In 1971 the University of California identified the combination of active ingredients that were most effective in destroying roots and preventing regrowth in sewers. Full results are available however the final analysis revealed a combination of Metham Sodium and Dichlobenil proved to be the most effective in destroying roots and preventing root regrowth.

The trial was extensive and exhaustive and included the building and use of a trial glass sewer line. Initially a flood application method was adopted and worked well. This method required plugging of the line. As a result entry into the sewer and customer service issues would arise. In 1972, Fred Horne, who had actively participated in the UC Davis trials, went on to develop a more effective delivery method for the herbicides than line soaking or spraying to ensure maximum contact with the root mass. Fred developed the foaming method and the foam formulation used today in Sanafoam Vaporooter II foaming sewer root inhibitor. The foam allowed the UC Davis selected herbicides to be applied to the sewer without plugging the line or the need to enter a manhole. A patented two stage nozzle works as a traditional jetter nozzle to jet upstream cleaning the roots. When jet pressure stops the spring releases to allow foam to be generated as the hose is retrieved at specific rate back to the downstream manhole. This nozzle eliminates any need to enter a manhole. The foam will dissipate after two to three hours.

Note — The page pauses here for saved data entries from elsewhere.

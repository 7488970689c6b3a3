//! # treelint-rules
//!
//! The `standard` rule set for treelint.
//!
//! ## Available Rules
//!
//! | Id | Status | Fixable | Description |
//! |----|--------|---------|-------------|
//! | `no-var` | stable | no | Forbids `var` declarations |
//! | `no-empty-file` | stable | no | Forbids files without code |
//! | `dot-spacing` | stable | yes | Forbids spaces around `.` |
//! | `no-trailing-spaces` | stable | yes | Forbids spaces at the end of a line |
//! | `comment-spacing` | stable | yes | Requires `// text` |
//! | `no-single-line-block-comment` | experimental | yes | Turns `/* text */` at the end of a line into `// text` |
//! | `final-newline` | stable | yes | Enforces `insert_final_newline` |
//! | `max-line-length` | stable | no | Enforces `max_line_length` |
//!
//! ## Usage
//!
//! ```
//! use treelint_core::{Code, RuleEngine};
//! use treelint_rules::StandardRuleSetProvider;
//!
//! let engine = RuleEngine::builder()
//!     .rule_set(&StandardRuleSetProvider)
//!     .build()?;
//! let outcome = engine.format(&Code::from_text("val a = foo . bar"))?;
//! assert_eq!(outcome.text(), "val a = foo.bar\n");
//! # Ok::<(), Box<dyn std::error::Error>>(())
//! ```

#![forbid(unsafe_code)]
#![warn(missing_docs)]

pub mod comment_spacing;
pub mod dot_spacing;
pub mod final_newline;
pub mod max_line_length;
pub mod no_empty_file;
pub mod no_single_line_block_comment;
pub mod no_trailing_spaces;
pub mod no_var;

mod catalog;
#[cfg(test)]
mod test_support;

pub use catalog::{all_rule_providers, StandardRuleSetProvider};
pub use comment_spacing::CommentSpacing;
pub use dot_spacing::DotSpacing;
pub use final_newline::FinalNewline;
pub use max_line_length::MaxLineLength;
pub use no_empty_file::NoEmptyFile;
pub use no_single_line_block_comment::NoSingleLineBlockComment;
pub use no_trailing_spaces::NoTrailingSpaces;
pub use no_var::NoVar;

The herbicides in Vaporooter are actually commonly used herbicides in the growing of food crops for weed and nematode control as well as the control of aquatic weeds in drinking water reservoirs. The most effective foam was found to be shaving lather consistency foam which allows the two part formula to remain for controlled periods of time in full contact will all parts of root surfaces and then breakdown into inert ingredients prior to arriving at the plant. The patented foam formulation is only found in Vaporooter.

Numerous studies have been undertaken including studies by Melbourne Water, ICI and Brisbane Water and have established that the original combination of herbicides developed by University of California for successful root foaming are safe for the applicator, the sewer system and the treatment plant.

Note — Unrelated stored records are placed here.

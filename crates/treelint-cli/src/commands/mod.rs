//! Subcommand implementations.

pub mod check;
pub mod format;
pub mod init;
pub mod list_rules;
pub mod output;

Vaporooter is registered with the APVMA to control root growth in sewers. The APVMA evaluate chemicals to establish the effect of the chemicals on the environment, licensed applicators and the general public. They detail label specifications including directions of use and warnings.

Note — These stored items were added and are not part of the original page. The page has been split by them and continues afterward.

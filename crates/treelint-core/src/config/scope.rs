//! Per-scope configuration resolution.
//!
//! Precedence, highest first:
//!
//! 1. explicit overrides ([`ConfigOverride`]),
//! 2. the nearest discovered config containing the property
//!    ([`ConfigSnapshot`], walking up from the scope),
//! 3. the global discovered config,
//! 4. the property's hard-coded default.
//!
//! Resolution only reads its inputs, so a scope always resolves to the same
//! [`EffectiveConfig`]. [`ConfigResolver`] caches results per scope.

use std::collections::{BTreeMap, HashMap};
use std::path::{Path, PathBuf};
use std::sync::{Arc, Mutex, PoisonError};

use tracing::warn;

use super::property::{ConfigProperty, RuleExecution, EXPERIMENTAL_KEY};
use crate::rule::RuleId;
use crate::types::Severity;

/// Raw property values keyed by property name.
pub type RawProperties = BTreeMap<String, String>;

/// Explicit per-invocation property values. They beat every discovered config.
#[derive(Debug, Clone, Default, PartialEq, Eq)]
pub struct ConfigOverride {
    values: RawProperties,
}

impl ConfigOverride {
    /// Creates an empty override set.
    #[must_use]
    pub fn new() -> Self {
        Self::default()
    }

    /// Sets a raw property value.
    #[must_use]
    pub fn with(mut self, key: impl Into<String>, value: impl Into<String>) -> Self {
        self.set(key, value);
        self
    }

    /// Sets a raw property value in place.
    pub fn set(&mut self, key: impl Into<String>, value: impl Into<String>) {
        self.values.insert(key.into(), value.into());
    }

    /// Disables a rule. Bare names refer to the `standard` rule set.
    #[must_use]
    pub fn disable_rule(self, id: &str) -> Self {
        let key = RuleId::from(id).execution_key();
        self.with(key, RuleExecution::Disabled.as_str())
    }

    /// Enables a rule, including experimental ones.
    #[must_use]
    pub fn enable_rule(self, id: &str) -> Self {
        let key = RuleId::from(id).execution_key();
        self.with(key, RuleExecution::Enabled.as_str())
    }

    /// Opts into experimental rules.
    #[must_use]
    pub fn enable_experimental(self) -> Self {
        self.with(EXPERIMENTAL_KEY, RuleExecution::Enabled.as_str())
    }

    /// Returns the raw values.
    #[must_use]
    pub fn values(&self) -> &RawProperties {
        &self.values
    }

    /// Returns true if no value is set.
    #[must_use]
    pub fn is_empty(&self) -> bool {
        self.values.is_empty()
    }
}

/// Discovered configuration, captured once before linting starts.
///
/// Each entry maps a directory to the raw properties found there. The
/// optional global entry applies below every directory.
#[derive(Debug, Clone, Default, PartialEq, Eq)]
pub struct ConfigSnapshot {
    scoped: BTreeMap<PathBuf, RawProperties>,
    global: RawProperties,
}

impl ConfigSnapshot {
    /// Creates an empty snapshot.
    #[must_use]
    pub fn new() -> Self {
        Self::default()
    }

    /// Adds (or merges into) the properties discovered in `directory`.
    #[must_use]
    pub fn with_scope(mut self, directory: impl Into<PathBuf>, properties: RawProperties) -> Self {
        self.scoped
            .entry(directory.into())
            .or_default()
            .extend(properties);
        self
    }

    /// Sets the global fallback properties.
    #[must_use]
    pub fn with_global(mut self, properties: RawProperties) -> Self {
        self.global = properties;
        self
    }

    /// Returns the discovered directories.
    pub fn scopes(&self) -> impl Iterator<Item = &Path> {
        self.scoped.keys().map(PathBuf::as_path)
    }

    /// Merges the discovered properties applying to `scope`.
    ///
    /// `scope` may be a file or a directory; every ancestor is considered and
    /// the nearest one wins per property.
    #[must_use]
    pub fn properties_for(&self, scope: Option<&Path>) -> RawProperties {
        let mut merged = self.global.clone();
        if let Some(scope) = scope {
            let chain: Vec<&Path> = scope.ancestors().collect();
            for directory in chain.into_iter().rev() {
                if let Some(properties) = self.scoped.get(directory) {
                    merged.extend(properties.iter().map(|(k, v)| (k.clone(), v.clone())));
                }
            }
        }
        merged
    }
}

/// The resolved configuration of one scope.
#[derive(Debug, Clone, Default, PartialEq, Eq)]
pub struct EffectiveConfig {
    values: RawProperties,
}

impl EffectiveConfig {
    /// Builds an effective configuration directly from raw values.
    #[must_use]
    pub fn from_raw(values: RawProperties) -> Self {
        Self { values }
    }

    /// Resolves the configuration of `scope`.
    #[must_use]
    pub fn resolve(
        snapshot: &ConfigSnapshot,
        overrides: &ConfigOverride,
        scope: Option<&Path>,
    ) -> Self {
        let mut values = snapshot.properties_for(scope);
        values.extend(
            overrides
                .values()
                .iter()
                .map(|(k, v)| (k.clone(), v.clone())),
        );
        Self { values }
    }

    /// Returns the typed value of a property.
    ///
    /// Values that do not parse fall back to the default.
    #[must_use]
    pub fn get<T: Copy + 'static>(&self, property: &ConfigProperty<T>) -> T {
        match self.values.get(property.name()) {
            Some(raw) => property.parse(raw).unwrap_or_else(|| {
                warn!(
                    "Invalid value '{}' for property '{}', using the default",
                    raw,
                    property.name()
                );
                property.default_value()
            }),
            None => property.default_value(),
        }
    }

    /// Returns the raw value of a property.
    #[must_use]
    pub fn raw(&self, name: &str) -> Option<&str> {
        self.values.get(name).map(String::as_str)
    }

    /// Returns all raw values.
    #[must_use]
    pub fn values(&self) -> &RawProperties {
        &self.values
    }

    /// Returns the execution setting stored under `key`, if any.
    #[must_use]
    pub fn rule_execution(&self, key: &str) -> Option<RuleExecution> {
        let raw = self.raw(key)?;
        let parsed = RuleExecution::parse(raw);
        if parsed.is_none() {
            warn!("Invalid rule execution value '{}' for '{}'", raw, key);
        }
        parsed
    }

    /// Returns true if experimental rules were opted into.
    #[must_use]
    pub fn experimental_enabled(&self) -> bool {
        self.rule_execution(EXPERIMENTAL_KEY) == Some(RuleExecution::Enabled)
    }

    /// Returns the configured severity of a rule, if overridden.
    #[must_use]
    pub fn rule_severity(&self, id: &RuleId) -> Option<Severity> {
        let key = id.severity_key();
        let raw = self.raw(&key)?;
        let parsed = Severity::parse(raw);
        if parsed.is_none() {
            warn!("Invalid severity '{}' for '{}'", raw, key);
        }
        parsed
    }
}

/// Resolves and caches [`EffectiveConfig`] per scope.
///
/// Safe to share between threads linting different files.
#[derive(Debug, Default)]
pub struct ConfigResolver {
    snapshot: ConfigSnapshot,
    overrides: ConfigOverride,
    cache: Mutex<HashMap<Option<PathBuf>, Arc<EffectiveConfig>>>,
}

impl ConfigResolver {
    /// Creates a resolver over fixed inputs.
    #[must_use]
    pub fn new(snapshot: ConfigSnapshot, overrides: ConfigOverride) -> Self {
        Self {
            snapshot,
            overrides,
            cache: Mutex::new(HashMap::new()),
        }
    }

    /// Returns the explicit overrides.
    #[must_use]
    pub fn overrides(&self) -> &ConfigOverride {
        &self.overrides
    }

    /// Returns the discovered configuration.
    #[must_use]
    pub fn snapshot(&self) -> &ConfigSnapshot {
        &self.snapshot
    }

    /// Resolves the configuration for `scope`, using the cache.
    #[must_use]
    pub fn resolve(&self, scope: Option<&Path>) -> Arc<EffectiveConfig> {
        let key = scope.map(Path::to_path_buf);
        let mut cache = self.cache.lock().unwrap_or_else(PoisonError::into_inner);
        Arc::clone(cache.entry(key).or_insert_with(|| {
            Arc::new(EffectiveConfig::resolve(
                &self.snapshot,
                &self.overrides,
                scope,
            ))
        }))
    }
}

Pipes treated with a chemical treatment should be left undisturbed for a period of 6 months to allow for degradation of the organic material in the pipe. It should be the last treatment in the pipe. Other action in the pipe will remove residual herbicides and destroy the effectiveness of the treatment process. Larger roots may remain in the pipe for a period of months or longer as they take time to rot off into the flow. However roots will be dead and appear black and droopy, less likely to catch debris and cause a blockage. After a chemical treatment process a CCTV inspection will identify some remaining roots. You cannot expect a gun barrel clean pipe with your first chemical application. A regular maintenance program to treat and re-treat sewer lines within the guarantee period in the long run will result in a more cost effective and manageable sewer maintenance program and a better performing sewer asset. If your treatment process can achieve an 85 per cent effective kill ratio you will have an effective program which will deliver asset performance results. Re-treatments will raise the performance of the process to 99 per cent effective.

Keeping roots out of the sewer line will reduce the destruction of the pipes that eventually leads to more expensive and evasive solutions such as pipe replacement and relining. The development of a preventative maintenance program for newer sewer lines and a proactive maintenance program for older sewer systems will deliver a better performing sewer asset with less blockages faster flows, greater useful pipe capacity, less overflows and pollution, lower operating and maintenance costs and happy customers.